Data provided =
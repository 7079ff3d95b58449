//! Field catalog and recursive-descent validation
//!
//! A zettel is a YAML mapping whose keys come from a fixed catalog. Each
//! field belongs to one [`Category`] which decides the shape its value must
//! have:
//!
//! - text fields hold a single string
//! - list fields hold a sequence of strings
//! - `cite` and `dates` hold small mappings with one required and one
//!   optional sub-field
//!
//! [`parse_mapping`] walks a decoded mapping against the catalog and returns
//! typed [`FieldValue`]s; [`validate`] is the same walk with the values
//! thrown away.

use serde::{Deserialize, Serialize};
use serde_yaml::{Mapping, Value};
use std::collections::BTreeMap;
use std::fmt;
use std::str::FromStr;

use crate::error::SchemaError;
use crate::value::{Citation, Dates, FieldValue};

/// A zettel field name.
///
/// Variants are declared in canonical order, so the derived `Ord` is the
/// order used for validation and serialization.
#[derive(Debug, Clone, Copy, PartialEq, Eq, PartialOrd, Ord, Hash, Serialize, Deserialize)]
#[serde(rename_all = "lowercase")]
pub enum Field {
    /// Title of the note
    Title,
    /// Bibliography key of the work the note is about
    Bibkey,
    /// Raw BibTeX entry
    Bibtex,
    /// Raw RIS entry
    Ris,
    /// Inline citation text
    Inline,
    /// Source URL
    Url,
    /// Summary
    Summary,
    /// Comment
    Comment,
    /// Free-form note
    Note,
    /// Tags
    Tags,
    /// Mentioned people or things
    Mentions,
    /// Structured citation
    Cite,
    /// Structured dates
    Dates,
    /// File the zettel is stored in
    Filename,
    /// Markdown body
    Document,
}

/// Shape of a field's value
#[derive(Debug, Clone, Copy, PartialEq, Eq)]
pub enum Category {
    /// A single string
    Text,
    /// A list of strings
    TextList,
    /// `{bibkey, page?}`
    Citation,
    /// `{year, era?}`
    Dates,
}

impl Category {
    /// Human-readable description of the expected value
    pub fn expected(self) -> &'static str {
        match self {
            Category::Text => "a string",
            Category::TextList => "a list of strings",
            Category::Citation => "a nested (citation) mapping",
            Category::Dates => "a nested (dates) mapping",
        }
    }
}

impl Field {
    /// Every field, in canonical order
    pub const ALL: [Field; 15] = [
        Field::Title,
        Field::Bibkey,
        Field::Bibtex,
        Field::Ris,
        Field::Inline,
        Field::Url,
        Field::Summary,
        Field::Comment,
        Field::Note,
        Field::Tags,
        Field::Mentions,
        Field::Cite,
        Field::Dates,
        Field::Filename,
        Field::Document,
    ];

    /// Key used for this field in YAML
    pub fn name(self) -> &'static str {
        match self {
            Field::Title => "title",
            Field::Bibkey => "bibkey",
            Field::Bibtex => "bibtex",
            Field::Ris => "ris",
            Field::Inline => "inline",
            Field::Url => "url",
            Field::Summary => "summary",
            Field::Comment => "comment",
            Field::Note => "note",
            Field::Tags => "tags",
            Field::Mentions => "mentions",
            Field::Cite => "cite",
            Field::Dates => "dates",
            Field::Filename => "filename",
            Field::Document => "document",
        }
    }

    /// Shape this field's value must have
    pub fn category(self) -> Category {
        match self {
            Field::Tags | Field::Mentions => Category::TextList,
            Field::Cite => Category::Citation,
            Field::Dates => Category::Dates,
            _ => Category::Text,
        }
    }
}

impl fmt::Display for Field {
    fn fmt(&self, f: &mut fmt::Formatter<'_>) -> fmt::Result {
        f.write_str(self.name())
    }
}

impl FromStr for Field {
    type Err = SchemaError;

    fn from_str(s: &str) -> Result<Self, Self::Err> {
        Field::ALL
            .into_iter()
            .find(|field| field.name() == s)
            .ok_or_else(|| SchemaError::UnknownField {
                field: s.to_string(),
            })
    }
}

/// Sub-schema of a structured field
#[derive(Debug, Clone, Copy)]
pub struct SubSchema {
    /// Category of the field carrying this sub-schema
    pub category: Category,
    /// Label used in error messages
    pub label: &'static str,
    /// Sub-field that must be present
    pub required: &'static str,
    /// Sub-field that may be present
    pub optional: &'static str,
}

/// Sub-schema of `cite`
pub const CITATION: SubSchema = SubSchema {
    category: Category::Citation,
    label: "Citation",
    required: "bibkey",
    optional: "page",
};

/// Sub-schema of `dates`
pub const DATES: SubSchema = SubSchema {
    category: Category::Dates,
    label: "Dates",
    required: "year",
    optional: "era",
};

/// Typed fields of a zettel, keyed (and therefore ordered) by [`Field`]
pub type Fields = BTreeMap<Field, FieldValue>;

/// Check a decoded document against the schema without keeping the result.
pub fn validate(doc: &Value) -> Result<(), SchemaError> {
    parse(doc).map(|_| ())
}

/// Check a decoded mapping against the schema without keeping the result.
pub fn validate_mapping(mapping: &Mapping) -> Result<(), SchemaError> {
    parse_mapping(mapping).map(|_| ())
}

/// Parse a decoded document into typed fields.
pub fn parse(doc: &Value) -> Result<Fields, SchemaError> {
    match doc {
        Value::Mapping(mapping) => parse_mapping(mapping),
        other => Err(SchemaError::NotAMapping {
            found: type_name(other).to_string(),
        }),
    }
}

/// Parse a decoded mapping into typed fields.
///
/// Unknown keys are rejected before any value is looked at. Values are then
/// checked text fields first, then lists, then structured fields.
pub fn parse_mapping(mapping: &Mapping) -> Result<Fields, SchemaError> {
    let mut present = BTreeMap::new();
    for (key, value) in mapping {
        let field = key
            .as_str()
            .and_then(|name| name.parse::<Field>().ok())
            .ok_or_else(|| SchemaError::UnknownField {
                field: render(key),
            })?;
        present.insert(field, value);
    }

    let mut fields = Fields::new();
    for category in [
        Category::Text,
        Category::TextList,
        Category::Citation,
        Category::Dates,
    ] {
        for (&field, &value) in present.iter().filter(|(f, _)| f.category() == category) {
            fields.insert(field, parse_value(field, value)?);
        }
    }
    Ok(fields)
}

/// Parse the raw value of a single field.
pub fn parse_value(field: Field, value: &Value) -> Result<FieldValue, SchemaError> {
    let name = field.name();
    match field.category() {
        Category::Text => parse_text(name, value).map(FieldValue::Text),
        Category::TextList => parse_text_list(name, value).map(FieldValue::List),
        Category::Citation => {
            let (bibkey, page) = parse_structured(name, value, &CITATION)?;
            Ok(FieldValue::Citation(Citation { bibkey, page }))
        }
        Category::Dates => {
            let (year, era) = parse_structured(name, value, &DATES)?;
            Ok(FieldValue::Dates(Dates { year, era }))
        }
    }
}

fn parse_text(name: &str, value: &Value) -> Result<String, SchemaError> {
    match value {
        Value::String(text) => Ok(text.clone()),
        Value::Null => Err(SchemaError::NullNotAllowed {
            field: name.to_string(),
        }),
        other => Err(wrong_type(name, Category::Text, other)),
    }
}

// Null entries are rejected like any other non-string entry.
fn parse_text_list(name: &str, value: &Value) -> Result<Vec<String>, SchemaError> {
    match value {
        Value::Sequence(items) => items
            .iter()
            .enumerate()
            .map(|(index, item)| parse_text(&format!("{name}({index})"), item))
            .collect(),
        Value::Null => Err(SchemaError::NullNotAllowed {
            field: name.to_string(),
        }),
        other => Err(wrong_type(name, Category::TextList, other)),
    }
}

fn parse_structured(
    name: &str,
    value: &Value,
    schema: &SubSchema,
) -> Result<(String, Option<String>), SchemaError> {
    let mapping = match value {
        Value::Mapping(mapping) => mapping,
        Value::Null => {
            return Err(SchemaError::NullNotAllowed {
                field: name.to_string(),
            });
        }
        other => return Err(wrong_type(name, schema.category, other)),
    };

    for key in mapping.keys() {
        let known = key
            .as_str()
            .is_some_and(|k| k == schema.required || k == schema.optional);
        if !known {
            return Err(SchemaError::UnknownSubfield {
                field: name.to_string(),
                subfield: render(key),
                context: schema.label,
            });
        }
    }

    let required = match mapping.get(schema.required) {
        None | Some(Value::Null) => {
            return Err(SchemaError::MissingRequiredSubfield {
                field: name.to_string(),
                subfield: schema.required,
            });
        }
        Some(value) => parse_text(&format!("{name}.{}", schema.required), value)?,
    };
    let optional = mapping
        .get(schema.optional)
        .map(|value| parse_text(&format!("{name}.{}", schema.optional), value))
        .transpose()?;

    Ok((required, optional))
}

/// Build the error reported when a value of the wrong shape meets a field.
pub(crate) fn wrong_type(name: &str, category: Category, value: &Value) -> SchemaError {
    SchemaError::WrongType {
        field: name.to_string(),
        expected: category.expected(),
        found: type_name(value),
        value: render(value),
    }
}

/// YAML type name of a decoded value
pub fn type_name(value: &Value) -> &'static str {
    match value {
        Value::Null => "null",
        Value::Bool(_) => "bool",
        Value::Number(_) => "number",
        Value::String(_) => "string",
        Value::Sequence(_) => "sequence",
        Value::Mapping(_) => "mapping",
        Value::Tagged(_) => "tagged",
    }
}

fn render(value: &Value) -> String {
    match value {
        Value::String(text) => text.clone(),
        other => serde_yaml::to_string(other)
            .map(|text| text.trim_end().to_string())
            .unwrap_or_else(|_| format!("{other:?}")),
    }
}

Task prompt =
All lines of the entries containing the string "zettel" must be shown in full.

Solved exercise =
//! A zettel is a YAML mapping whose keys come from a fixed catalog. Each
/// A zettel field name.
    /// File the zettel is stored in
/// Typed fields of a zettel, keyed (and therefore ordered) by [`Field`]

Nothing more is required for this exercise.